▸ **Task description**
Your answer should be the lines below from the one with "let mut layer" to the one with "fn style_acl() ->", both included, given again exactly and with nothing added.

[Start of Attachment]

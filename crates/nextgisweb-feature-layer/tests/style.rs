use std::sync::Arc;

use serde_json::json;

use nextgisweb_core::{Component, ComponentRegistry, Env, NgwError, Principal, Settings};
use nextgisweb_db::{DbComponent, Metadata, SqliteBackend};
use nextgisweb_feature_layer::{
    feature_layer_style_serializer, FeatureLayer, FeatureLayerComponent, FeatureLayerStyle,
};
use nextgisweb_file_storage::{FileStorage, FileStorageComponent, FileUpload, FileUploadComponent};
use nextgisweb_resource::acl::ANY;
use nextgisweb_resource::{AclRule, Resource, ResourceComponent, ResourceRegistry};

const EVERYONE: &[Principal] = &[Principal::Everyone];

async fn env(dir: &std::path::Path) -> Env {
    let mut settings = Settings::default();
    settings.database.path = ":memory:".into();
    settings.set_component_option("file_storage", "path", json!(dir.join("storage")));
    settings.set_component_option("file_upload", "path", json!(dir.join("upload")));

    let mut registry: ComponentRegistry = ComponentRegistry::new();
    let components: Vec<Arc<dyn Component>> = vec![
        Arc::new(DbComponent),
        Arc::new(ResourceComponent),
        Arc::new(FileStorageComponent),
        Arc::new(FileUploadComponent),
        Arc::new(FeatureLayerComponent),
    ];
    for component in components {
        registry.register(component).unwrap();
    }
    let mut env = Env::new(settings);
    registry.initialize(&mut env).unwrap();
    let db = env.service::<SqliteBackend>().unwrap();
    env.service::<Metadata>()
        .unwrap()
        .create_all(&db)
        .await
        .unwrap();
    env
}

async fn layer(db: &SqliteBackend) -> FeatureLayer {
    let mut layer = FeatureLayer::new("Roads", 4326);
    layer
        .resource
        .acl
        .push(AclRule::allow(Principal::Everyone, ANY, ANY));
    layer.save(db).await.unwrap();
    layer
}

fn style_acl() -> Vec<AclRule> {
    vec![AclRule::allow(Principal::Everyone, ANY, ANY)]
}

#[tokio::test]
async fn test_upload_is_copied_into_storage() {
    let dir = tempfile::tempdir().unwrap();
    let env = env(dir.path()).await;
    let db = env.service::<SqliteBackend>().unwrap();
    let registry = env.service::<ResourceRegistry>().unwrap();
    let layer = layer(&db).await;

    let upload = env
        .service::<FileUpload>()
        .unwrap()
        .store(b"<qgis version=\"3\"/>", None, Some("roads.qml".into()))
        .await
        .unwrap();

    let mut style = FeatureLayerStyle::new(&registry, &layer.resource, "Roads style").unwrap();
    style.resource.acl = style_acl();
    feature_layer_style_serializer()
        .deserialize(
            &mut style,
            &json!({"feature_layer_style": {"file_upload": {"id": upload.id}}}),
            EVERYONE,
            &env,
        )
        .await
        .unwrap();
    style.save(&*db).await.unwrap();

    let loaded = FeatureLayerStyle::load(&*db, style.resource.id.unwrap())
        .await
        .unwrap();
    let fileobj = loaded.fileobj.clone().unwrap();
    assert_eq!(fileobj.component, "feature_layer");
    assert!(fileobj.id.is_some());

    let expected = dir
        .path()
        .join("storage/feature_layer")
        .join(&fileobj.uuid[0..2])
        .join(&fileobj.uuid[2..4])
        .join(&fileobj.uuid);
    let path = env
        .service::<FileStorage>()
        .unwrap()
        .filename(&fileobj, false)
        .await
        .unwrap();
    assert_eq!(path, expected);
    assert_eq!(std::fs::read(path).unwrap(), b"<qgis version=\"3\"/>");
    assert_eq!(loaded.srs(&*db).await.unwrap(), 4326);
}

#[tokio::test]
async fn test_missing_upload_is_not_found() {
    let dir = tempfile::tempdir().unwrap();
    let env = env(dir.path()).await;
    let db = env.service::<SqliteBackend>().unwrap();
    let registry = env.service::<ResourceRegistry>().unwrap();
    let layer = layer(&db).await;

    let mut style = FeatureLayerStyle::new(&registry, &layer.resource, "Style").unwrap();
    style.resource.acl = style_acl();
    let serializer = feature_layer_style_serializer();

    let missing = serializer
        .deserialize(
            &mut style,
            &json!({"feature_layer_style": {"file_upload": {"id": "0123456789abcdef0123456789abcdef"}}}),
            EVERYONE,
            &env,
        )
        .await;
    assert!(matches!(missing, Err(NgwError::NotFound(_))));

    let malformed = serializer
        .deserialize(
            &mut style,
            &json!({"feature_layer_style": {"file_upload": {"id": "../../etc"}}}),
            EVERYONE,
            &env,
        )
        .await;
    assert!(matches!(malformed, Err(NgwError::ValidationError(_))));
    assert!(style.fileobj.is_none());
}

#[tokio::test]
async fn test_upload_requires_update_permission() {
    let dir = tempfile::tempdir().unwrap();
    let env = env(dir.path()).await;
    let db = env.service::<SqliteBackend>().unwrap();
    let registry = env.service::<ResourceRegistry>().unwrap();
    let layer = layer(&db).await;

    let mut style = FeatureLayerStyle::new(&registry, &layer.resource, "Style").unwrap();
    style.resource.acl = vec![AclRule::allow(Principal::Everyone, "resource", "read")];
    let result = feature_layer_style_serializer()
        .deserialize(
            &mut style,
            &json!({"feature_layer_style": {"file_upload": {"id": "0123456789abcdef0123456789abcdef"}}}),
            EVERYONE,
            &env,
        )
        .await;
    assert!(matches!(result, Err(NgwError::PermissionDenied(_))));
}

#[tokio::test]
async fn test_style_requires_feature_layer_parent() {
    let dir = tempfile::tempdir().unwrap();
    let env = env(dir.path()).await;
    let db = env.service::<SqliteBackend>().unwrap();
    let registry = env.service::<ResourceRegistry>().unwrap();

    let mut group = Resource::new("resource_group", "Main");
    group.save(&*db).await.unwrap();
    assert!(matches!(
        FeatureLayerStyle::new(&registry, &group, "Style"),
        Err(NgwError::ValidationError(_))
    ));

    let unsaved = FeatureLayer::new("Draft", 3857);
    assert!(FeatureLayerStyle::new(&registry, &unsaved.resource, "Style").is_err());
}

#[tokio::test]
async fn test_deleting_layer_deletes_styles() {
    let dir = tempfile::tempdir().unwrap();
    let env = env(dir.path()).await;
    let db = env.service::<SqliteBackend>().unwrap();
    let registry = env.service::<ResourceRegistry>().unwrap();
    let layer = layer(&db).await;

    let mut style = FeatureLayerStyle::new(&registry, &layer.resource, "Style").unwrap();
    style.save(&*db).await.unwrap();
    let style_id = style.resource.id.unwrap();

    layer.delete(&*db).await.unwrap();
    assert!(FeatureLayerStyle::load(&*db, style_id).await.is_err());
}
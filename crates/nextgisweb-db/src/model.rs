//! Model trait and table metadata.
//!
//! A [`Model`] maps one struct to one table. [`ModelMeta`] describes the
//! table: its columns, foreign keys and checks. The metadata is enough to
//! generate the DDL and the CRUD statements in [`crate::executor`].

use crate::value::{Row, Value};
use nextgisweb_core::NgwResult;

/// The core trait for persisted records.
///
/// # Examples
///
/// ```
/// use nextgisweb_db::model::{ColumnDef, ColumnType, Model, ModelMeta};
/// use nextgisweb_db::value::{Row, Value};
/// use nextgisweb_core::NgwResult;
/// use once_cell::sync::Lazy;
///
/// struct Tag {
///     id: Option<i64>,
///     name: String,
/// }
///
/// static TAG_META: Lazy<ModelMeta> = Lazy::new(|| ModelMeta {
///     table: "tag",
///     columns: vec![
///         ColumnDef::primary_key("id"),
///         ColumnDef::new("name", ColumnType::Text),
///     ],
///     checks: vec![],
/// });
///
/// impl Model for Tag {
///     fn meta() -> &'static ModelMeta { &TAG_META }
///     fn pk(&self) -> Option<i64> { self.id }
///     fn set_pk(&mut self, id: i64) { self.id = Some(id); }
///     fn field_values(&self) -> Vec<(&'static str, Value)> {
///         vec![("name", Value::from(self.name.as_str()))]
///     }
///     fn from_row(row: &Row) -> NgwResult<Self> {
///         Ok(Tag { id: row.get("id")?, name: row.get("name")? })
///     }
/// }
///
/// assert!(Tag::meta().create_table_sql().starts_with("CREATE TABLE IF NOT EXISTS \"tag\""));
/// ```
pub trait Model: Send + Sync + 'static {
    /// Returns the static metadata for this model type.
    fn meta() -> &'static ModelMeta;

    /// Returns the database table name.
    fn table_name() -> &'static str {
        Self::meta().table
    }

    /// Returns the name of the primary key column.
    fn pk_field_name() -> &'static str {
        "id"
    }

    /// Returns the primary key, or `None` if the record is unsaved.
    fn pk(&self) -> Option<i64>;

    /// Sets the primary key (used after INSERT).
    fn set_pk(&mut self, id: i64);

    /// Returns column name-value pairs excluding the primary key.
    fn field_values(&self) -> Vec<(&'static str, Value)>;

    /// Constructs a record from a database row.
    fn from_row(row: &Row) -> NgwResult<Self>
    where
        Self: Sized;
}

/// Table metadata.
#[derive(Debug, Clone)]
pub struct ModelMeta {
    /// The table name.
    pub table: &'static str,
    /// Column definitions, in DDL order.
    pub columns: Vec<ColumnDef>,
    /// Table-level CHECK expressions.
    pub checks: Vec<String>,
}

impl ModelMeta {
    /// Returns the column names in DDL order.
    pub fn column_names(&self) -> Vec<&'static str> {
        self.columns.iter().map(|c| c.name).collect()
    }

    /// Generates an idempotent `CREATE TABLE` statement.
    pub fn create_table_sql(&self) -> String {
        let mut parts: Vec<String> = self.columns.iter().map(ColumnDef::ddl).collect();
        for check in &self.checks {
            parts.push(format!("CHECK ({check})"));
        }
        format!(
            "CREATE TABLE IF NOT EXISTS \"{}\" ({})",
            self.table,
            parts.join(", ")
        )
    }
}

/// SQL storage type of a column.
#[derive(Debug, Clone, Copy, PartialEq, Eq)]
pub enum ColumnType {
    /// `INTEGER` storage.
    Integer,
    /// `TEXT` storage.
    Text,
    /// Boolean, stored as `INTEGER` 0/1.
    Boolean,
    /// `REAL` storage.
    Real,
    /// `BLOB` storage.
    Blob,
}

impl ColumnType {
    /// Returns the SQL type name.
    pub const fn sql(self) -> &'static str {
        match self {
            Self::Integer | Self::Boolean => "INTEGER",
            Self::Text => "TEXT",
            Self::Real => "REAL",
            Self::Blob => "BLOB",
        }
    }
}

/// Referential action on delete of the referenced row.
#[derive(Debug, Clone, Copy, PartialEq, Eq)]
pub enum OnDelete {
    /// Delete referencing rows.
    Cascade,
    /// Set the referencing column to NULL.
    SetNull,
    /// Refuse the delete.
    Restrict,
    /// No action (SQL default).
    NoAction,
}

impl OnDelete {
    /// Returns the SQL clause.
    pub const fn sql(self) -> &'static str {
        match self {
            Self::Cascade => "CASCADE",
            Self::SetNull => "SET NULL",
            Self::Restrict => "RESTRICT",
            Self::NoAction => "NO ACTION",
        }
    }
}

/// A foreign key reference.
#[derive(Debug, Clone, PartialEq, Eq)]
pub struct ForeignKey {
    /// The referenced table.
    pub table: &'static str,
    /// The referenced column.
    pub column: &'static str,
    /// Action on delete of the referenced row.
    pub on_delete: OnDelete,
}

/// A column definition.
#[derive(Debug, Clone, PartialEq, Eq)]
pub struct ColumnDef {
    /// Column name.
    pub name: &'static str,
    /// Storage type.
    pub column_type: ColumnType,
    /// Whether NULL is allowed.
    pub nullable: bool,
    /// Whether this is the (integer) primary key.
    pub primary_key: bool,
    /// Whether the primary key is assigned by the database.
    pub autoincrement: bool,
    /// SQL default expression.
    pub default: Option<&'static str>,
    /// Foreign key reference.
    pub references: Option<ForeignKey>,
}

impl ColumnDef {
    /// A NOT NULL column without default.
    pub const fn new(name: &'static str, column_type: ColumnType) -> Self {
        Self {
            name,
            column_type,
            nullable: false,
            primary_key: false,
            autoincrement: false,
            default: None,
            references: None,
        }
    }

    /// An auto-assigned integer primary key.
    pub const fn primary_key(name: &'static str) -> Self {
        Self {
            name,
            column_type: ColumnType::Integer,
            nullable: false,
            primary_key: true,
            autoincrement: true,
            default: None,
            references: None,
        }
    }

    /// Marks the column nullable.
    #[must_use]
    pub const fn nullable(mut self) -> Self {
        self.nullable = true;
        self
    }

    /// Sets a default expression.
    #[must_use]
    pub const fn default(mut self, expr: &'static str) -> Self {
        self.default = Some(expr);
        self
    }

    /// Adds a foreign key reference.
    #[must_use]
    pub const fn references(
        mut self,
        table: &'static str,
        column: &'static str,
        on_delete: OnDelete,
    ) -> Self {
        self.references = Some(ForeignKey {
            table,
            column,
            on_delete,
        });
        self
    }

    /// Makes the primary key caller-assigned (joined subtype tables share
    /// the id of their base row).
    #[must_use]
    pub const fn assigned(mut self) -> Self {
        self.autoincrement = false;
        self
    }

    /// Generates the column's DDL fragment.
    pub fn ddl(&self) -> String {
        let mut sql = format!("\"{}\" {}", self.name, self.column_type.sql());
        if self.primary_key {
            sql.push_str(" PRIMARY KEY");
            if self.autoincrement {
                sql.push_str(" AUTOINCREMENT");
            }
        } else if !self.nullable {
            sql.push_str(" NOT NULL");
        }
        if let Some(default) = self.default {
            sql.push_str(" DEFAULT ");
            sql.push_str(default);
        }
        if let Some(fk) = &self.references {
            sql.push_str(&format!(
                " REFERENCES \"{}\" (\"{}\") ON DELETE {}",
                fk.table,
                fk.column,
                fk.on_delete.sql()
            ));
        }
        sql
    }
}

#[cfg(test)]
mod tests {
    use super::*;

    #[test]
    fn test_column_ddl() {
        assert_eq!(
            ColumnDef::primary_key("id").ddl(),
            "\"id\" INTEGER PRIMARY KEY AUTOINCREMENT"
        );
        assert_eq!(
            ColumnDef::primary_key("id").assigned().ddl(),
            "\"id\" INTEGER PRIMARY KEY"
        );
        assert_eq!(
            ColumnDef::new("keyname", ColumnType::Text).ddl(),
            "\"keyname\" TEXT NOT NULL"
        );
        assert_eq!(
            ColumnDef::new("grid_visibility", ColumnType::Boolean)
                .default("1")
                .ddl(),
            "\"grid_visibility\" INTEGER NOT NULL DEFAULT 1"
        );
        assert_eq!(
            ColumnDef::new("layer_id", ColumnType::Integer)
                .references("resource", "id", OnDelete::Cascade)
                .ddl(),
            "\"layer_id\" INTEGER NOT NULL REFERENCES \"resource\" (\"id\") ON DELETE CASCADE"
        );
        assert_eq!(
            ColumnDef::new("parent_id", ColumnType::Integer).nullable().ddl(),
            "\"parent_id\" INTEGER"
        );
    }

    #[test]
    fn test_create_table_sql_with_check() {
        let meta = ModelMeta {
            table: "t",
            columns: vec![
                ColumnDef::primary_key("id"),
                ColumnDef::new("kind", ColumnType::Text),
            ],
            checks: vec!["\"kind\" IN ('a', 'b')".to_string()],
        };
        assert_eq!(
            meta.create_table_sql(),
            "CREATE TABLE IF NOT EXISTS \"t\" (\"id\" INTEGER PRIMARY KEY AUTOINCREMENT, \
             \"kind\" TEXT NOT NULL, CHECK (\"kind\" IN ('a', 'b')))"
        );
        assert_eq!(meta.column_names(), vec!["id", "kind"]);
    }
}
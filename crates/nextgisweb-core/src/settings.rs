//! Application settings.
//!
//! [`Settings`] holds the process-wide configuration. Options that belong to
//! a single component live under `components.<identity>` as raw JSON values;
//! each component deserializes its own section with [`Settings::component`].
//!
//! ```toml
//! debug = false
//! log_level = "info"
//!
//! [database]
//! path = "nextgisweb.sqlite"
//!
//! [components.pyramid]
//! secret = "change-me"
//!
//! [components.file_storage]
//! path = "/var/lib/nextgisweb/storage"
//! ```

use std::collections::HashMap;
use std::path::PathBuf;

use serde::de::DeserializeOwned;
use serde::{Deserialize, Serialize};

use crate::error::{NgwError, NgwResult};

/// Database connection configuration.
#[derive(Debug, Clone, Serialize, Deserialize)]
#[serde(default)]
pub struct DatabaseSettings {
    /// Path to the SQLite database file, or `:memory:`.
    pub path: PathBuf,
}

impl Default for DatabaseSettings {
    fn default() -> Self {
        Self {
            path: PathBuf::from("nextgisweb.sqlite"),
        }
    }
}

/// The complete set of application settings.
///
/// # Examples
///
/// ```
/// use nextgisweb_core::settings::Settings;
///
/// let settings = Settings::default();
/// assert!(settings.debug);
/// assert_eq!(settings.log_level, "info");
/// ```
#[derive(Debug, Clone, Serialize, Deserialize)]
#[serde(default)]
pub struct Settings {
    /// Whether debug mode is enabled.
    pub debug: bool,
    /// The log filter directive (e.g. "info", "nextgisweb_web=debug").
    pub log_level: String,
    /// Database configuration.
    pub database: DatabaseSettings,
    /// Per-component settings sections, keyed by component identity.
    pub components: HashMap<String, serde_json::Value>,
}

impl Default for Settings {
    fn default() -> Self {
        Self {
            debug: true,
            log_level: "info".to_string(),
            database: DatabaseSettings::default(),
            components: HashMap::new(),
        }
    }
}

impl Settings {
    /// Returns the raw settings section of a component, if present.
    pub fn component_section(&self, identity: &str) -> Option<&serde_json::Value> {
        self.components.get(identity)
    }

    /// Deserializes the settings section of a component.
    ///
    /// A missing section yields `T::default()`.
    pub fn component<T>(&self, identity: &str) -> NgwResult<T>
    where
        T: DeserializeOwned + Default,
    {
        match self.components.get(identity) {
            None => Ok(T::default()),
            Some(value) => serde_json::from_value(value.clone()).map_err(|e| {
                NgwError::ConfigurationError(format!(
                    "Invalid settings for component '{identity}': {e}"
                ))
            }),
        }
    }

    /// Sets a single key in a component's settings section, creating the
    /// section if it does not exist yet.
    pub fn set_component_option(
        &mut self,
        identity: &str,
        key: &str,
        value: serde_json::Value,
    ) {
        let section = self
            .components
            .entry(identity.to_string())
            .or_insert_with(|| serde_json::Value::Object(serde_json::Map::new()));
        if !section.is_object() {
            *section = serde_json::Value::Object(serde_json::Map::new());
        }
        if let serde_json::Value::Object(map) = section {
            map.insert(key.to_string(), value);
        }
    }
}

#[cfg(test)]
mod tests {
    use super::*;

    #[derive(Debug, Default, Deserialize)]
    #[serde(default)]
    struct StorageSection {
        path: Option<String>,
        levels: u8,
    }

    #[test]
    fn test_default_settings() {
        let s = Settings::default();
        assert!(s.debug);
        assert_eq!(s.log_level, "info");
        assert_eq!(s.database.path, PathBuf::from("nextgisweb.sqlite"));
        assert!(s.components.is_empty());
    }

    #[test]
    fn test_missing_component_section_is_default() {
        let s = Settings::default();
        let section: StorageSection = s.component("file_storage").unwrap();
        assert!(section.path.is_none());
        assert_eq!(section.levels, 0);
    }

    #[test]
    fn test_component_section_deserialization() {
        let mut s = Settings::default();
        s.set_component_option("file_storage", "path", serde_json::json!("/tmp/ngw"));
        s.set_component_option("file_storage", "levels", serde_json::json!(2));

        let section: StorageSection = s.component("file_storage").unwrap();
        assert_eq!(section.path.as_deref(), Some("/tmp/ngw"));
        assert_eq!(section.levels, 2);
    }

    #[test]
    fn test_invalid_component_section() {
        let mut s = Settings::default();
        s.set_component_option("file_storage", "levels", serde_json::json!("many"));

        let result: NgwResult<StorageSection> = s.component("file_storage");
        assert!(matches!(result, Err(NgwError::ConfigurationError(_))));
    }

    #[test]
    fn test_set_option_replaces_non_object_section() {
        let mut s = Settings::default();
        s.components
            .insert("pyramid".to_string(), serde_json::json!("garbage"));
        s.set_component_option("pyramid", "secret", serde_json::json!("s3cret"));
        assert_eq!(
            s.component_section("pyramid").unwrap()["secret"],
            serde_json::json!("s3cret")
        );
    }
}
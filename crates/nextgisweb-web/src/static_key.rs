//! Cache-busting key for static assets.
//!
//! The key is derived from a listing of installed packages, so that every
//! deployment change yields new asset URLs.

use std::process::Command;

use sha2::{Digest, Sha256};

use nextgisweb_core::{NgwError, NgwResult};

/// A source of the package listing hashed into the static key.
pub trait PackageListing {
    fn listing(&self) -> NgwResult<String>;
}

/// Lists `identity==version` for each component plus the application.
#[derive(Debug, Clone, Default)]
pub struct ComponentListing {
    lines: Vec<String>,
}

impl ComponentListing {
    pub fn new(app_version: &str) -> Self {
        Self {
            lines: vec![format!("nextgisweb=={app_version}")],
        }
    }

    #[must_use]
    pub fn with_package(mut self, identity: &str, version: &str) -> Self {
        self.lines.push(format!("{identity}=={version}"));
        self
    }
}

impl PackageListing for ComponentListing {
    fn listing(&self) -> NgwResult<String> {
        let mut out = self.lines.join("\n");
        out.push('\n');
        Ok(out)
    }
}

/// Uses the standard output of a shell command, such as `pip freeze`.
#[derive(Debug, Clone)]
pub struct CommandListing {
    command: String,
}

impl CommandListing {
    pub fn new(command: impl Into<String>) -> Self {
        Self {
            command: command.into(),
        }
    }
}

impl PackageListing for CommandListing {
    fn listing(&self) -> NgwResult<String> {
        let output = Command::new("sh").arg("-c").arg(&self.command).output()?;
        if !output.status.success() {
            return Err(NgwError::ImproperlyConfigured(format!(
                "Package listing command '{}' failed with {}: {}",
                self.command,
                output.status,
                String::from_utf8_lossy(&output.stderr).trim()
            )));
        }
        Ok(String::from_utf8_lossy(&output.stdout).into_owned())
    }
}

/// Computes `/` followed by the lower-hex SHA-256 of the listing.
pub fn static_key(listing: &dyn PackageListing) -> NgwResult<String> {
    let digest = Sha256::digest(listing.listing()?.as_bytes());
    Ok(format!("/{}", hex::encode(digest)))
}
//! Security principals.
//!
//! A [`Principal`] is an identity an ACL entry can name. Authentication
//! turns a request into a list of effective principals; authorization
//! matches those principals against ACL entries.

use std::fmt;
use std::str::FromStr;

use serde::{Deserialize, Serialize};

use crate::error::NgwError;

/// An identity an ACL entry can grant to or deny from.
#[derive(Debug, Clone, PartialEq, Eq, Hash, Serialize, Deserialize)]
#[serde(into = "String", try_from = "String")]
pub enum Principal {
    /// Every request, authenticated or not.
    Everyone,
    /// Any request carrying a valid authentication ticket.
    Authenticated,
    /// A specific user.
    User(i64),
}

impl fmt::Display for Principal {
    fn fmt(&self, f: &mut fmt::Formatter<'_>) -> fmt::Result {
        match self {
            Self::Everyone => write!(f, "system.Everyone"),
            Self::Authenticated => write!(f, "system.Authenticated"),
            Self::User(id) => write!(f, "user:{id}"),
        }
    }
}

impl FromStr for Principal {
    type Err = NgwError;

    fn from_str(s: &str) -> Result<Self, Self::Err> {
        match s {
            "system.Everyone" => Ok(Self::Everyone),
            "system.Authenticated" => Ok(Self::Authenticated),
            other => other
                .strip_prefix("user:")
                .and_then(|id| id.parse().ok())
                .map(Self::User)
                .ok_or_else(|| {
                    NgwError::SerializationError(format!("Unknown principal '{other}'"))
                }),
        }
    }
}

impl From<Principal> for String {
    fn from(p: Principal) -> Self {
        p.to_string()
    }
}

impl TryFrom<String> for Principal {
    type Error = NgwError;

    fn try_from(s: String) -> Result<Self, Self::Error> {
        s.parse()
    }
}

/// Returns the effective principals of an anonymous request.
pub fn anonymous_principals() -> Vec<Principal> {
    vec![Principal::Everyone]
}

/// Returns the effective principals of an authenticated user.
pub fn user_principals(userid: i64) -> Vec<Principal> {
    vec![
        Principal::Everyone,
        Principal::Authenticated,
        Principal::User(userid),
    ]
}
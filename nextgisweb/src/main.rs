#[tokio::main]
async fn main() -> anyhow::Result<()> {
    nextgisweb::cli::execute_from_args(std::env::args_os(), nextgisweb::default_components).await?;
    Ok(())
}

[End of Attachment]

▸ **Reply to the exercise**
    let mut layer = FeatureLayer::new("Roads", 4326);
    layer
        .resource
        .acl
        .push(AclRule::allow(Principal::Everyone, ANY, ANY));
    layer.save(db).await.unwrap();
    layer
}

fn style_acl() -> Vec<AclRule> {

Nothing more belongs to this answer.